Church in Syria destroyed by ISIL in 2014

The Armenian Genocide Martyrs' Memorial (Մեծ Եղեռնի Նահատակաց Յուշահամալիր; كنيسة شهداء الأرمن) in Deir ez-Zor, Syria, was a complex dedicated to victims of the Armenian genocide. The construction of the Martyrs' Memorial started in December 1989 and was completed in November 1990. It was consecrated on 4 May 1991 by Catholicos Karekin II of the Armenian Catholicosate of Cilicia. The memorial complex served as church, museum, monument, archive centre and exhibition. It was under the direct administration of the Armenian Prelacy, Diocese of Aleppo. Every year, on 24 April, tens of thousands of Armenian pilgrims from all over the world visited the Deir ez-Zor complex to commemorate the genocide victims, with the presence of their religious leaders.

On 21 September 2014, the memorial complex was blown up, reportedly by members of Islamic State of Iraq and the Levant.

==Background==
Deir ez-Zor was designated as the final destination point of the Armenian refugees who were driven out from their lands into a long march within the Syrian desert. That point of the desert was the site of the annihilation of the remaining refugees who were forced by the Ottoman Turks to death marches. Those major killing centres in the region came to be known as Deir ez-Zor camps.

The location of the memorial was a plot of land which had been used as a burial site and concentration camp, and site of execution during the genocide. Later, through the efforts of the Armenian community in Deir ez-Zor, a small chapel dedicated to Saint Hripsime was built in the same place. The new memorial complex replaced this older structure. By the initiative of the Armenian Apostolic Church, Diocese of Aleppo, the ground-blessing ceremony took place on 12 May 1985.

The Genocide Memorial was a large, freestanding sculptural work. At its base the remains of genocide victims were buried. The complex consisted of a circular glass display of genocide victims' remains, out of which a white-marble tower was grown, flanked by khachkars (cross-stones).

==The complex==
===The Wall of Friendship===

The architecture of the edifice was designed to immortalize the memory of the innocent martyrs. It consisted of a main entrance, through which one went up to the courtyard with stairs that symbolize the horrible catastrophes and disasters that the Armenian nation was subjected to, but without surrendering to pains, they continued to live proudly and with self-esteem. The facade of the main entrance from inside was decorated with pigeon and crosses to express the struggle and sacrifice to achieve peace. On the right side of the courtyard there was the Wall of Friendship which was decorated with different Arabesque and Armenian-style inscriptions as a kind of symbolic expression of the close ties between these two nations. The two continuously flowing springs on this wall mentioned to the inexhaustible life and donation.

===The Monument===
Opposite to the main entrance a huge monument was constructed for the memory of the Armenian martyrs. A cross-stone, which was brought from Armenia, was placed on this monument. In front of the monument, the eternity fire burnt continuously. On both sides, one could see five samples of different Armenian genocide monuments found in the whole world. On the left side of the monument there was the memorial wall which carried a number of cross-stones ornamented with beautiful Armenian decorations.

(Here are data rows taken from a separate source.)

//! One component per route.

mod about;
pub use about::{About, ABOUT_VIEW};

mod blog;
pub use blog::Blog;

mod create_project;
pub use create_project::CreateProject;

mod dashboard;
pub use dashboard::Dashboard;

mod home;
pub use home::Home;

mod login;
pub use login::Login;

mod not_found;
pub use not_found::PageNotFound;

mod project_detail;
pub use project_detail::ProjectDetail;

mod projects;
pub use projects::Projects;

mod search;
pub use search::Search;

mod single_page;
pub use single_page::SinglePage;
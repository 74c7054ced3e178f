use dioxus::prelude::*;

use crate::lazy::{LazyView, ViewModule};
use crate::t;

/// `/about` is split out and loaded on first visit.
pub static ABOUT_VIEW: LazyView = LazyView::new(|| ViewModule {
    name: "about",
    render: about_page,
});

#[component]
pub fn About() -> Element {
    let module = use_resource(|| ABOUT_VIEW.load());

    let loaded = *module.read();
    match loaded {
        Some(loaded) => (loaded.render)(),
        None => rsx! {
            section { class: "page page-about page--loading",
                p { {t!("loading")} }
            }
        },
    }
}

fn about_page() -> Element {
    rsx! {
        section { class: "page page-about",
            h1 { {t!("about-title")} }
            p { {t!("about-body-1")} }
            p { {t!("about-body-2")} }
        }
    }
}
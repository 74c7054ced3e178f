//! Translations for the Void front end.
//!
//! Messages live in `i18n/<locale>/void_ui.ftl`, embedded at compile time.
//! `en-US` is the fallback and reference locale. `ko-KR` must carry every
//! fallback key (see `tests/i18n_missing_keys.rs`).
//!
//! [`init`] picks the best match from the OS locale list on desktop or
//! `navigator.languages` in the browser. The navbar switcher calls
//! [`set_language`] and bumps the language signal provided by `Root`, which
//! re-keys the router subtree so every `t!` lookup renders again.
//!
//! ```ignore
//! let label = t!("nav-home");
//! let heading = t!("project-detail-title", id = 7);
//! ```
use std::sync::Once;

use dioxus::logger::tracing::{info, warn};
use i18n_embed::fluent::FluentLanguageLoader;
use once_cell::sync::Lazy;
use rust_embed::Embed;
use unic_langid::LanguageIdentifier;

pub use i18n_embed_fl::fl;

/// Ergonomic translation macro.
///     t!("nav-home")
///     t!("project-detail-title", id = 7)
#[macro_export]
macro_rules! t {
    ($key:literal) => {
        $crate::i18n::fl!(&*$crate::i18n::LOADER, $key)
    };
    ($key:literal, $( $arg:ident = $value:expr ),+ $(,)?) => {
        $crate::i18n::fl!(&*$crate::i18n::LOADER, $key, $( $arg = $value ),+ )
    };
}

/// Fluent domain. `fl!` derives the same name from the crate name, so it
/// must stay `void_ui`.
const DOMAIN: &str = "void_ui";

pub const FALLBACK_LANGUAGE: &str = "en-US";

#[derive(Embed)]
#[folder = "i18n"]
struct Localizations;

pub static LOADER: Lazy<FluentLanguageLoader> = Lazy::new(|| {
    let fallback: LanguageIdentifier = FALLBACK_LANGUAGE
        .parse()
        .expect("valid fallback language identifier");
    FluentLanguageLoader::new(DOMAIN, fallback)
});

static INIT: Once = Once::new();

/// Initialize i18n (idempotent).
pub fn init() {
    INIT.call_once(|| {
        let requested = requested_languages();
        match i18n_embed::select(&*LOADER, &Localizations, &requested) {
            Ok(selected) => info!("i18n selected {selected:?}"),
            Err(err) => warn!("failed selecting languages ({err}); continuing with fallback"),
        }
    });
}

/// Switch language at runtime. Unparseable tags are ignored (Ok returned).
pub fn set_language(tag: &str) -> Result<(), i18n_embed::I18nEmbedError> {
    let lang: LanguageIdentifier = match tag.parse() {
        Ok(l) => l,
        Err(_) => return Ok(()),
    };
    i18n_embed::select(&*LOADER, &Localizations, &[lang]).map(|_| ())
}

/// Embedded language identifiers, sorted.
pub fn available_languages() -> Vec<String> {
    let mut langs = Localizations::iter()
        .filter_map(|path| path.split('/').next().map(|s| s.to_string()))
        .collect::<Vec<_>>();
    langs.sort();
    langs.dedup();
    langs
}

#[cfg(target_arch = "wasm32")]
fn requested_languages() -> Vec<LanguageIdentifier> {
    i18n_embed::WebLanguageRequester::requested_languages()
}

#[cfg(not(target_arch = "wasm32"))]
fn requested_languages() -> Vec<LanguageIdentifier> {
    i18n_embed::DesktopLanguageRequester::requested_languages()
}

#[cfg(test)]
mod tests {
    use super::*;

    #[test]
    fn fallback_language_is_present() {
        assert!(available_languages().iter().any(|l| l == FALLBACK_LANGUAGE));
        assert!(available_languages().iter().any(|l| l == "ko-KR"));
    }

    #[test]
    fn every_locale_ships_the_domain_file() {
        for lang in available_languages() {
            let file = format!("{lang}/{DOMAIN}.ftl");
            assert!(Localizations::get(&file).is_some(), "missing {file}");
        }
    }

    #[test]
    fn switching_to_korean_and_back() {
        init();
        set_language("ko-KR").unwrap();
        assert_eq!(fl!(&*LOADER, "nav-login"), "로그인");
        set_language(FALLBACK_LANGUAGE).unwrap();
        assert_eq!(fl!(&*LOADER, "nav-login"), "Log in");
    }

    #[test]
    fn invalid_tag_is_ignored() {
        assert!(set_language("not a tag!").is_ok());
    }
}
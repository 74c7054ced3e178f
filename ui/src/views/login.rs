use dioxus::logger::tracing::{info, warn};
use dioxus::prelude::*;

use crate::core::session;
use crate::routes::Route;
use crate::t;

/// Sign-in page. Accepts an access token issued by the showcase backend and
/// stores it where the dashboard guard looks for it.
#[component]
pub fn Login() -> Element {
    let navigator = use_navigator();
    let store = session::use_token_store();
    let mut token = use_signal(String::new);
    let mut error = use_signal(|| None::<String>);

    let on_submit = move |evt: FormEvent| {
        evt.prevent_default();
        let value = token().trim().to_string();
        if value.is_empty() {
            error.set(Some(t!("login-error-empty")));
            return;
        }
        match session::store_token(&*store, &value) {
            Ok(()) => {
                info!("session token stored");
                navigator.push(Route::Dashboard {});
            }
            Err(err) => {
                warn!("could not store session token: {err}");
                error.set(Some(t!("login-error-storage")));
            }
        }
    };

    rsx! {
        section { class: "page page-login",
            h1 { {t!("login-title")} }
            p { {t!("login-intro")} }
            form { class: "login__form", onsubmit: on_submit,
                label { r#for: "login-token", {t!("login-token-label")} }
                input {
                    id: "login-token",
                    r#type: "password",
                    autocomplete: "off",
                    value: "{token}",
                    oninput: move |evt| token.set(evt.value()),
                }
                if let Some(message) = error() {
                    p { class: "form__error", role: "alert", "{message}" }
                }
                button { class: "button button--primary", r#type: "submit", {t!("login-submit")} }
            }
        }
    }
}
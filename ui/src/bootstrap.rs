//! Static styling and scripting resources registered before the router mounts.
//!
//! Order matters: vendor stylesheets first so the local theme can override
//! them, then jQuery, then the plugins that expect a global `jQuery`.

use dioxus::prelude::*;

const THEME_CSS: Asset = asset!("/assets/theme/main.css");
const THEME_CSS_INLINE: &str = include_str!(concat!(
    env!("CARGO_MANIFEST_DIR"),
    "/assets/theme/main.css"
));

#[derive(Debug, Clone, Copy, PartialEq, Eq, Hash)]
pub enum ResourceKind {
    Stylesheet,
    Script,
}

#[derive(Debug, Clone)]
pub enum Source {
    Remote(&'static str),
    /// Shipped with the app (`ui/assets`).
    Bundled(Asset),
}

#[derive(Debug, Clone)]
pub struct Resource {
    pub kind: ResourceKind,
    pub name: &'static str,
    pub source: Source,
}

const fn stylesheet(name: &'static str, href: &'static str) -> Resource {
    Resource {
        kind: ResourceKind::Stylesheet,
        name,
        source: Source::Remote(href),
    }
}

const fn script(name: &'static str, href: &'static str) -> Resource {
    Resource {
        kind: ResourceKind::Script,
        name,
        source: Source::Remote(href),
    }
}

pub const RESOURCES: &[Resource] = &[
    stylesheet(
        "bootstrap",
        "https://cdn.jsdelivr.net/npm/bootstrap@4.6.2/dist/css/bootstrap.min.css",
    ),
    stylesheet(
        "bootstrap-slider",
        "https://cdn.jsdelivr.net/npm/bootstrap-slider@11.0.2/dist/css/bootstrap-slider.min.css",
    ),
    stylesheet(
        "font-awesome",
        "https://cdn.jsdelivr.net/npm/font-awesome@4.7.0/css/font-awesome.min.css",
    ),
    stylesheet(
        "slick",
        "https://cdn.jsdelivr.net/npm/slick-carousel@1.8.1/slick/slick.css",
    ),
    stylesheet(
        "slick-theme",
        "https://cdn.jsdelivr.net/npm/slick-carousel@1.8.1/slick/slick-theme.css",
    ),
    stylesheet(
        "nice-select",
        "https://cdn.jsdelivr.net/npm/jquery-nice-select@1.1.0/css/nice-select.css",
    ),
    Resource {
        kind: ResourceKind::Stylesheet,
        name: "theme",
        source: Source::Bundled(THEME_CSS),
    },
    script(
        "jquery",
        "https://cdn.jsdelivr.net/npm/jquery@3.7.1/dist/jquery.min.js",
    ),
    script(
        "popper",
        "https://cdn.jsdelivr.net/npm/popper.js@1.16.1/dist/umd/popper.min.js",
    ),
    script(
        "bootstrap",
        "https://cdn.jsdelivr.net/npm/bootstrap@4.6.2/dist/js/bootstrap.min.js",
    ),
    script(
        "bootstrap-slider",
        "https://cdn.jsdelivr.net/npm/bootstrap-slider@11.0.2/dist/bootstrap-slider.min.js",
    ),
    script(
        "tether",
        "https://cdn.jsdelivr.net/npm/tether@1.4.7/dist/js/tether.min.js",
    ),
    script(
        "slick",
        "https://cdn.jsdelivr.net/npm/slick-carousel@1.8.1/slick/slick.min.js",
    ),
    script(
        "nice-select",
        "https://cdn.jsdelivr.net/npm/jquery-nice-select@1.1.0/js/jquery.nice-select.min.js",
    ),
];

pub fn stylesheets() -> impl Iterator<Item = &'static Resource> {
    RESOURCES
        .iter()
        .filter(|r| r.kind == ResourceKind::Stylesheet)
}

pub fn scripts() -> impl Iterator<Item = &'static Resource> {
    RESOURCES.iter().filter(|r| r.kind == ResourceKind::Script)
}

/// Head elements for [`RESOURCES`]. With `embed_theme` the bundled theme is
/// inlined instead of linked (native builds without an asset server).
#[component]
pub fn AppResources(embed_theme: bool) -> Element {
    rsx! {
        {stylesheets().map(|res| stylesheet_node(res, embed_theme))}
        {scripts().map(script_node)}
    }
}

fn stylesheet_node(res: &Resource, embed_theme: bool) -> Element {
    match &res.source {
        Source::Remote(href) => rsx! {
            document::Link { rel: "stylesheet", href: *href }
        },
        Source::Bundled(_) if embed_theme => rsx! {
            document::Style { "{THEME_CSS_INLINE}" }
        },
        Source::Bundled(asset) => rsx! {
            document::Link { rel: "stylesheet", href: asset.clone() }
        },
    }
}

fn script_node(res: &Resource) -> Element {
    match &res.source {
        Source::Remote(src) => rsx! {
            document::Script { src: *src }
        },
        Source::Bundled(asset) => rsx! {
            document::Script { src: asset.clone() }
        },
    }
}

===The Church and the Museum===
The main structure of the complex, the church with its museum, was constructed on the left side of the courtyard. The church pointed upwards to embrace the sky with pride and glory. Underneath the church was a hall from which a huge column, the Column of Resurrection, rose up, passing through the middle of the church. Around the base of the column were the remnants of victims of the genocide, bones that were dug from the Syrian desert, placed to act as a witness of the death marches. The column referred to the struggle and the revival of the Armenian nation. The hall acted as a small museum, containing books, publications and documentary photographs exhibited to narrate the story of the sufferings during the genocide.

==Destruction==
On 21 September 2014, the memorial complex was blown up. Most reports blamed the destruction on militants belonging to Islamic State of Iraq and the Levant. However, Shahan Sarkisian, Prelate of Aleppo, said that the identity of the perpetrators "is not verified", and pointed out that, unlike other examples of demolitions by Islamic State, there was no attempt to disseminate footage of the destruction. Robert Fisk wrote that fighters from Jabhat al-Nusra appeared to be the culprits. Commenting on this, Sam Hardy pointed out that Islamic State was in control of Der Zor at the time of the memorial's destruction but that it was possible the act was committed by former Jabhat al-Nusra fighters now serving under the flag of Islamic State.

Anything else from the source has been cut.